▶ _Exercise brief_
Whenever the string "init" turns up in a line of the data below, copy that line.

▶ _Extracted material_
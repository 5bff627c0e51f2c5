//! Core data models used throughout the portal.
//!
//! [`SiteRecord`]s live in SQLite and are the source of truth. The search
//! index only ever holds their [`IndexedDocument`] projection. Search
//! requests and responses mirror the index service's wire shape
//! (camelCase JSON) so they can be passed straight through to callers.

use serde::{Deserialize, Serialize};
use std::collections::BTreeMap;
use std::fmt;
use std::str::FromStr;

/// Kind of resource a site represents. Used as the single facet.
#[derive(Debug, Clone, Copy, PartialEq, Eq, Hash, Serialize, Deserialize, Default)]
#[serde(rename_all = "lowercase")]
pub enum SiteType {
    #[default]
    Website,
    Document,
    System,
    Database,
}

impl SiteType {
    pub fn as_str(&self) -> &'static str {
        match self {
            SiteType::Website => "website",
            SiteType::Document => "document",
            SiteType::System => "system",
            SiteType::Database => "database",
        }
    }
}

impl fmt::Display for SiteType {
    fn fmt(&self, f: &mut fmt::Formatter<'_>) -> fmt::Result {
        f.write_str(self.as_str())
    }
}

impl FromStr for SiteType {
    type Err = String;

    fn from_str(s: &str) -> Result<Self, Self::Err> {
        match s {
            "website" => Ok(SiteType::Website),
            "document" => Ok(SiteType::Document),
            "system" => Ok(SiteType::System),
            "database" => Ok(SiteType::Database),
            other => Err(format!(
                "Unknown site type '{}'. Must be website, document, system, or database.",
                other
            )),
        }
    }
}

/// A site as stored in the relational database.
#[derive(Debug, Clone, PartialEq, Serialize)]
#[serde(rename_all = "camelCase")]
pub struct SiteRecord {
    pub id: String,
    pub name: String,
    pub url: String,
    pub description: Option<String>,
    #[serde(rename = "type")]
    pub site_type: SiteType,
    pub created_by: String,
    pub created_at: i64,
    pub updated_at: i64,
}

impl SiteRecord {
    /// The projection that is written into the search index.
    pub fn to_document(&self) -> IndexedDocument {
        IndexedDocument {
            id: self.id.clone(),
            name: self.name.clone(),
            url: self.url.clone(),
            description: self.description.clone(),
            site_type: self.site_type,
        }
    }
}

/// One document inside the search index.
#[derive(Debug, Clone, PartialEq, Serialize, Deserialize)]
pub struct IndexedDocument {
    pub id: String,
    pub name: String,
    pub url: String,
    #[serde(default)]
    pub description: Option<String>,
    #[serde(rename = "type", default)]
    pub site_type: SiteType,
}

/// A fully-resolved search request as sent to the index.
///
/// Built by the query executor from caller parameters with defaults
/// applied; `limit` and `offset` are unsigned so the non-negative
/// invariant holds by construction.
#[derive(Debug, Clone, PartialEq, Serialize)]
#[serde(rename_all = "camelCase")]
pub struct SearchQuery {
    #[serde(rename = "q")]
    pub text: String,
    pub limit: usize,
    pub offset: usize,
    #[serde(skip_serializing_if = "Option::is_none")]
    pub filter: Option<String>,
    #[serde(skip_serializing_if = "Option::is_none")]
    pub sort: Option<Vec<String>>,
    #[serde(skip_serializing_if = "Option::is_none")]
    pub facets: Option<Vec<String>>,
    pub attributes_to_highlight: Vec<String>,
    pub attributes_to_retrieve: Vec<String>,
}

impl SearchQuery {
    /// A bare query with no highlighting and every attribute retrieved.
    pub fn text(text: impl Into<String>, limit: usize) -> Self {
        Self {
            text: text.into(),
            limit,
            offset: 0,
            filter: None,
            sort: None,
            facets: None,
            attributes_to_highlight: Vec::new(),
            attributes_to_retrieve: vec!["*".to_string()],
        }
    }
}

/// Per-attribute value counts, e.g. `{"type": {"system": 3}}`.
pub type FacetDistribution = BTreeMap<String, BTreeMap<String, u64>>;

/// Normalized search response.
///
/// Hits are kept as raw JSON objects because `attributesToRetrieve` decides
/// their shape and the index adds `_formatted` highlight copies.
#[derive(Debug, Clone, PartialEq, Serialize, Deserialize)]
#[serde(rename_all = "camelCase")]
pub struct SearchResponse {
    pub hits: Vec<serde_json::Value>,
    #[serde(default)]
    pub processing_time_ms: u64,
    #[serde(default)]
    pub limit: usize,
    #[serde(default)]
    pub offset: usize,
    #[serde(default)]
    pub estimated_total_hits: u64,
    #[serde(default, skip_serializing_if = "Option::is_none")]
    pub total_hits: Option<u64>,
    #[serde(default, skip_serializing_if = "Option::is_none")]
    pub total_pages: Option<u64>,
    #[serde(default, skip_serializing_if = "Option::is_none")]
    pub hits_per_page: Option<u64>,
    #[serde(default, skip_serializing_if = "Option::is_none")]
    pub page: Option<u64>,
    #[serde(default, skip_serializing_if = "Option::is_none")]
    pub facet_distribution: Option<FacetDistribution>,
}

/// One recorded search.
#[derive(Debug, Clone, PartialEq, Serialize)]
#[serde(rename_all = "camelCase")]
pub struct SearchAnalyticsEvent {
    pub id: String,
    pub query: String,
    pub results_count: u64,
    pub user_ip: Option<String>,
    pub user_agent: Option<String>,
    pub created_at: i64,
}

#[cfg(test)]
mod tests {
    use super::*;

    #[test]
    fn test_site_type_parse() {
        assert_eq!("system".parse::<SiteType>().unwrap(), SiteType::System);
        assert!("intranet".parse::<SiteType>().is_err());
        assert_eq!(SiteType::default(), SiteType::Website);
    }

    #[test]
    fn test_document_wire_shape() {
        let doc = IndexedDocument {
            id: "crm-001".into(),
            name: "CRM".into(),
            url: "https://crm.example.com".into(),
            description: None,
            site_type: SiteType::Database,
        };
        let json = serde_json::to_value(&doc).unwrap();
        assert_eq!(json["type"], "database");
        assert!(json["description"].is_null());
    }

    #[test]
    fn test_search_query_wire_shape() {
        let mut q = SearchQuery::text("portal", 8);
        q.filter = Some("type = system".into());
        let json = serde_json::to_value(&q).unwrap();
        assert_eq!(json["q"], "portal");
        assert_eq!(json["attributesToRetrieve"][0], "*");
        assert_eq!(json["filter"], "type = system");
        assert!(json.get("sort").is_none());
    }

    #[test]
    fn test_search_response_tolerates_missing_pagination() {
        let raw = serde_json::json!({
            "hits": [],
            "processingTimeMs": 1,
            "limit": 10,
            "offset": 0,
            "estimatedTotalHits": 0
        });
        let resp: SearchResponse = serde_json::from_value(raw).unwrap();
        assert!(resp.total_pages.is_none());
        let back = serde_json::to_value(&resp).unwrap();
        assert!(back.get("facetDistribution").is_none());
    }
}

---

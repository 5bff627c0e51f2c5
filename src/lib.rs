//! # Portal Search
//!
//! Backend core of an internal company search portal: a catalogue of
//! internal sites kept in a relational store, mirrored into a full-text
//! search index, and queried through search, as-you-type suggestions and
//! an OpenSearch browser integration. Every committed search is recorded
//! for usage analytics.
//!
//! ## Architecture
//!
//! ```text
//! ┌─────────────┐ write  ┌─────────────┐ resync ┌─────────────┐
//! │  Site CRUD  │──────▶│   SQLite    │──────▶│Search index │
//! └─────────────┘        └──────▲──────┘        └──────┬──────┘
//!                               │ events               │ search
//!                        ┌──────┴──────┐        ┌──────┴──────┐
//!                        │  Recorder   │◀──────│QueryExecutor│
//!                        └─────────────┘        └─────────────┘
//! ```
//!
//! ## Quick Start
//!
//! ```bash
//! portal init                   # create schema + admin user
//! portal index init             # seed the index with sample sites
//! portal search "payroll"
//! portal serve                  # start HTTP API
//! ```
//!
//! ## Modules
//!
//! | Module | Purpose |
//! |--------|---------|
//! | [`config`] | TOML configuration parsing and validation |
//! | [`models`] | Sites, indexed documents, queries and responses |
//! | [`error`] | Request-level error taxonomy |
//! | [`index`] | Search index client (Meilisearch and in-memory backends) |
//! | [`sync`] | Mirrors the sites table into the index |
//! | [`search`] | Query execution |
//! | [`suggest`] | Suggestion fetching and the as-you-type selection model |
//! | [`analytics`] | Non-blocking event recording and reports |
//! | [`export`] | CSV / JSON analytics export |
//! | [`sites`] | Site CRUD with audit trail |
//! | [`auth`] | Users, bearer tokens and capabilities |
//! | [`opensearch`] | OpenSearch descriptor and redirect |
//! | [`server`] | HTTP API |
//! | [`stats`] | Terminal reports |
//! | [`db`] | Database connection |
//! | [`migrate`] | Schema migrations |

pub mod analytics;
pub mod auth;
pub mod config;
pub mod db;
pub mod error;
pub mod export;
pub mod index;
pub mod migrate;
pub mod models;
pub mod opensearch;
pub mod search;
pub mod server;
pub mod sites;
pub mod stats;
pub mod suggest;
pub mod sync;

* * *

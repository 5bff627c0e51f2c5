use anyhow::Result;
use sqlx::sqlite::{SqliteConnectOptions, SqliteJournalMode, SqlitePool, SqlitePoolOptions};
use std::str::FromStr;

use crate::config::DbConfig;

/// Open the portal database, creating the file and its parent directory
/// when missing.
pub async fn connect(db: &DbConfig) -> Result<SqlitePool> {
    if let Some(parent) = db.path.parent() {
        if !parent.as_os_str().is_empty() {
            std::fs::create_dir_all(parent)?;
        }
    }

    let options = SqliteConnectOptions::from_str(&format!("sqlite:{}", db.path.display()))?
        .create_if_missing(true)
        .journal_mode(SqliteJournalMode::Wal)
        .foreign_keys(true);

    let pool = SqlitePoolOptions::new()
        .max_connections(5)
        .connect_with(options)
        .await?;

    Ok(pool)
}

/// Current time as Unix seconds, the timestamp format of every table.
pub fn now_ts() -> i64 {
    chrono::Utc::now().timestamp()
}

▶ _Result for this task_
//! portal init                   # create schema + admin user
//! portal index init             # seed the index with sample sites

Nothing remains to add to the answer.